WHAT IS REQUIRED —
List every line below containing "EvaluationStats".

Saved entries:
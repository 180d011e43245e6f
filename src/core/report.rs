use crate::core::scoring::{
    categorize_score, format_score_for_display, generate_evaluation_summary,
    management_recommendation,
};
use crate::domain::model::{EvaluationStats, EvaluationWithUser};
use crate::domain::ports::Storage;
use crate::utils::error::{Result, VessError};
use serde::Serialize;
use std::str::FromStr;

#[derive(Debug, Clone, Copy, Default, PartialEq, Eq, Serialize)]
#[serde(rename_all = "lowercase")]
pub enum ReportFormat {
    #[default]
    Text,
    Json,
    Csv,
}

impl ReportFormat {
    pub fn extension(&self) -> &'static str {
        match self {
            ReportFormat::Text => "txt",
            ReportFormat::Json => "json",
            ReportFormat::Csv => "csv",
        }
    }
}

impl FromStr for ReportFormat {
    type Err = VessError;

    fn from_str(s: &str) -> Result<Self> {
        match s.to_ascii_lowercase().as_str() {
            "text" | "txt" => Ok(ReportFormat::Text),
            "json" => Ok(ReportFormat::Json),
            "csv" => Ok(ReportFormat::Csv),
            other => Err(VessError::InvalidConfigValueError {
                field: "format".to_string(),
                value: other.to_string(),
                reason: "Valid formats: text, json, csv".to_string(),
            }),
        }
    }
}

#[derive(Serialize)]
struct JsonReport<'a> {
    evaluations: &'a [EvaluationWithUser],
    stats: &'a EvaluationStats,
}

/// One CSV row per sample.
#[derive(Serialize)]
struct SampleRow<'a> {
    evaluation_id: &'a str,
    evaluation_name: &'a str,
    date: &'a str,
    evaluation_score: f64,
    evaluation_category: &'static str,
    sample_name: &'a str,
    sample_score: f64,
    sample_category: &'static str,
    layers: usize,
    recommendation: &'static str,
}

pub fn render_report(
    evaluations: &[EvaluationWithUser],
    stats: &EvaluationStats,
    format: ReportFormat,
) -> Result<String> {
    match format {
        ReportFormat::Text => Ok(render_text(evaluations, stats)),
        ReportFormat::Json => Ok(serde_json::to_string_pretty(&JsonReport { evaluations, stats })?),
        ReportFormat::Csv => render_csv(evaluations),
    }
}

fn render_text(evaluations: &[EvaluationWithUser], stats: &EvaluationStats) -> String {
    let mut lines: Vec<String> = Vec::new();

    for item in evaluations {
        let evaluation = &item.evaluation;
        let score = evaluation.average_score;
        lines.push(format!("== {} ==", evaluation.name));
        lines.push(generate_evaluation_summary(item));
        lines.push(format!(
            "Escore Qe-VESS: {} ({})",
            format_score_for_display(score),
            categorize_score(score)
        ));
        let recommendation = management_recommendation(score);
        if !recommendation.is_empty() {
            lines.push(recommendation.to_string());
        }
        for sample in &evaluation.samples {
            lines.push(format!(
                "  - {}: {} ({}, {} camadas)",
                sample.name,
                format_score_for_display(sample.sample_score),
                categorize_score(sample.sample_score),
                sample.layers.len()
            ));
        }
        lines.push(String::new());
    }

    let dist = &stats.score_distribution;
    lines.push(format!("Avaliações: {}", stats.total_evaluations));
    lines.push(format!("Amostras: {}", stats.total_samples));
    lines.push(format!(
        "Escore médio: {}",
        format_score_for_display(stats.average_score)
    ));
    lines.push(format!(
        "Distribuição: excellent={} reasonable={} poor={}",
        dist.excellent, dist.reasonable, dist.poor
    ));

    let mut out = lines.join("\n");
    out.push('\n');
    out
}

fn render_csv(evaluations: &[EvaluationWithUser]) -> Result<String> {
    let mut writer = csv::Writer::from_writer(Vec::new());

    for item in evaluations {
        let evaluation = &item.evaluation;
        for sample in &evaluation.samples {
            writer.serialize(SampleRow {
                evaluation_id: &evaluation.id,
                evaluation_name: &evaluation.name,
                date: &evaluation.date,
                evaluation_score: evaluation.average_score,
                evaluation_category: categorize_score(evaluation.average_score).as_str(),
                sample_name: &sample.name,
                sample_score: sample.sample_score,
                sample_category: categorize_score(sample.sample_score).as_str(),
                layers: sample.layers.len(),
                recommendation: management_recommendation(sample.sample_score),
            })?;
        }
    }

    let bytes = writer
        .into_inner()
        .map_err(|e| VessError::IoError(e.into_error()))?;
    String::from_utf8(bytes).map_err(|e| VessError::ConfigError {
        message: format!("CSV output is not UTF-8: {}", e),
    })
}

/// Renders a report and hands it to storage.
pub struct ReportWriter<S: Storage> {
    storage: S,
    file_stem: String,
}

impl<S: Storage> ReportWriter<S> {
    pub fn new(storage: S) -> Self {
        Self {
            storage,
            file_stem: "qe_vess_report".to_string(),
        }
    }

    pub fn with_file_stem(mut self, stem: &str) -> Self {
        self.file_stem = stem.to_string();
        self
    }

    /// Returns the path the report was written to.
    pub async fn write(
        &self,
        evaluations: &[EvaluationWithUser],
        stats: &EvaluationStats,
        format: ReportFormat,
    ) -> Result<String> {
        let content = render_report(evaluations, stats, format)?;
        let file_name = format!("{}.{}", self.file_stem, format.extension());
        let path = self.storage.write_file(&file_name, content.as_bytes()).await?;
        tracing::info!("📁 Report written to {}", path);
        Ok(path)
    }
}

#[cfg(test)]
mod tests {
    use super::*;
    use crate::core::scoring::DECISION_REASONABLE;
    use crate::domain::model::{Evaluation, Layer, Sample, ScoreDistribution, UserSummary};
    use chrono::Utc;
    use std::sync::Mutex;

    #[derive(Default)]
    struct RecordingStorage {
        files: Mutex<Vec<(String, Vec<u8>)>>,
    }

    impl Storage for RecordingStorage {
        async fn read_file(&self, path: &str) -> Result<Vec<u8>> {
            let files = self.files.lock().unwrap();
            files
                .iter()
                .find(|(name, _)| name == path)
                .map(|(_, data)| data.clone())
                .ok_or_else(|| VessError::not_found("File", path))
        }

        async fn write_file(&self, path: &str, data: &[u8]) -> Result<String> {
            self.files
                .lock()
                .unwrap()
                .push((path.to_string(), data.to_vec()));
            Ok(format!("memory://{}", path))
        }
    }

    fn fixture() -> (Vec<EvaluationWithUser>, EvaluationStats) {
        let now = Utc::now();
        let layer = |order: i32, score: f64| Layer {
            id: format!("l{}", order),
            length: 10.0,
            score,
            order,
        };
        let evaluation = Evaluation {
            id: "e1".to_string(),
            user_id: "u1".to_string(),
            name: "Campo Sul".to_string(),
            date: "2024-05-02".to_string(),
            start_time: "08:00".to_string(),
            end_time: Some("10:00".to_string()),
            management_description: None,
            average_score: 3.2,
            samples: vec![
                Sample {
                    id: "s1".to_string(),
                    name: "Amostra 1".to_string(),
                    location: None,
                    other_info: None,
                    management_decision: None,
                    sample_score: 2.5,
                    layers: vec![layer(1, 2.0), layer(2, 3.0)],
                },
                Sample {
                    id: "s2".to_string(),
                    name: "Amostra 2".to_string(),
                    location: None,
                    other_info: None,
                    management_decision: None,
                    sample_score: 4.0,
                    layers: vec![layer(1, 4.0)],
                },
            ],
            created_at: now,
            updated_at: now,
        };
        let stats = EvaluationStats {
            total_evaluations: 1,
            total_samples: 2,
            average_score: 3.2,
            score_distribution: ScoreDistribution {
                excellent: 0,
                reasonable: 1,
                poor: 0,
            },
            recent_activity: Default::default(),
        };
        let user = UserSummary {
            id: "u1".to_string(),
            name: "Ana".to_string(),
            email: "ana@vess.com".to_string(),
        };
        (vec![EvaluationWithUser { evaluation, user }], stats)
    }

    #[test]
    fn test_text_report() {
        let (evaluations, stats) = fixture();
        let text = render_report(&evaluations, &stats, ReportFormat::Text).unwrap();

        assert!(text.contains("== Campo Sul =="));
        assert!(text.contains("2 amostras\nAvaliador: Ana"));
        assert!(text.contains("Escore Qe-VESS: 3,2 (reasonable)"));
        assert!(text.contains("  - Amostra 2: 4 (poor, 1 camadas)"));
        assert!(text.contains("Distribuição: excellent=0 reasonable=1 poor=0"));
    }

    #[test]
    fn test_text_report_layout() {
        let (evaluations, stats) = fixture();
        let text = render_report(&evaluations, &stats, ReportFormat::Text).unwrap();

        let expected = format!(
            "== Campo Sul ==\n\
             2 amostras\nAvaliador: Ana\nData das avaliações: 2024-05-02\nHora: 08:00 - 10:00\n\
             Escore Qe-VESS: 3,2 (reasonable)\n\
             {}\n\
             \x20 - Amostra 1: 2,5 (excellent, 2 camadas)\n\
             \x20 - Amostra 2: 4 (poor, 1 camadas)\n\
             \n\
             Avaliações: 1\nAmostras: 2\nEscore médio: 3,2\n\
             Distribuição: excellent=0 reasonable=1 poor=0\n",
            DECISION_REASONABLE
        );
        assert_eq!(text, expected);

        let empty = render_report(&[], &EvaluationStats::default(), ReportFormat::Text).unwrap();
        assert_eq!(
            empty,
            "Avaliações: 0\nAmostras: 0\nEscore médio: 0\nDistribuição: excellent=0 reasonable=0 poor=0\n"
        );
    }

    #[test]
    fn test_writer_names_file_after_stem_and_format() {
        let (evaluations, stats) = fixture();
        let writer = ReportWriter::new(RecordingStorage::default()).with_file_stem("campo_sul");

        let path = tokio_test::block_on(writer.write(&evaluations, &stats, ReportFormat::Csv))
            .unwrap();
        assert_eq!(path, "memory://campo_sul.csv");

        let stored = tokio_test::block_on(writer.storage.read_file("campo_sul.csv")).unwrap();
        let csv_text = String::from_utf8(stored).unwrap();
        assert!(csv_text.contains("Amostra 2,4.0,poor,1"));
    }

    #[test]
    fn test_csv_report_has_row_per_sample() {
        let (evaluations, stats) = fixture();
        let csv_text = render_report(&evaluations, &stats, ReportFormat::Csv).unwrap();
        let lines: Vec<&str> = csv_text.lines().collect();

        assert_eq!(lines.len(), 3);
        assert!(lines[0].starts_with("evaluation_id,evaluation_name,date,evaluation_score"));
        assert!(lines[1].contains("Amostra 1,2.5,excellent,2"));
        assert!(lines[2].contains("Amostra 2,4.0,poor,1"));
    }

    #[test]
    fn test_json_report_uses_camel_case() {
        let (evaluations, stats) = fixture();
        let json = render_report(&evaluations, &stats, ReportFormat::Json).unwrap();
        let value: serde_json::Value = serde_json::from_str(&json).unwrap();

        assert_eq!(value["evaluations"][0]["averageScore"], 3.2);
        assert_eq!(value["evaluations"][0]["user"]["name"], "Ana");
        assert_eq!(value["stats"]["scoreDistribution"]["reasonable"], 1);
    }

    #[test]
    fn test_format_parsing() {
        assert_eq!("CSV".parse::<ReportFormat>().unwrap(), ReportFormat::Csv);
        assert_eq!("txt".parse::<ReportFormat>().unwrap(), ReportFormat::Text);
        assert!("xml".parse::<ReportFormat>().is_err());
    }
}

RESPONSE AREA —
use crate::domain::model::{EvaluationStats, EvaluationWithUser};
    stats: &'a EvaluationStats,
    stats: &EvaluationStats,
fn render_text(evaluations: &[EvaluationWithUser], stats: &EvaluationStats) -> String {
        stats: &EvaluationStats,
    fn fixture() -> (Vec<EvaluationWithUser>, EvaluationStats) {
        let stats = EvaluationStats {
        let empty = render_report(&[], &EvaluationStats::default(), ReportFormat::Text).unwrap();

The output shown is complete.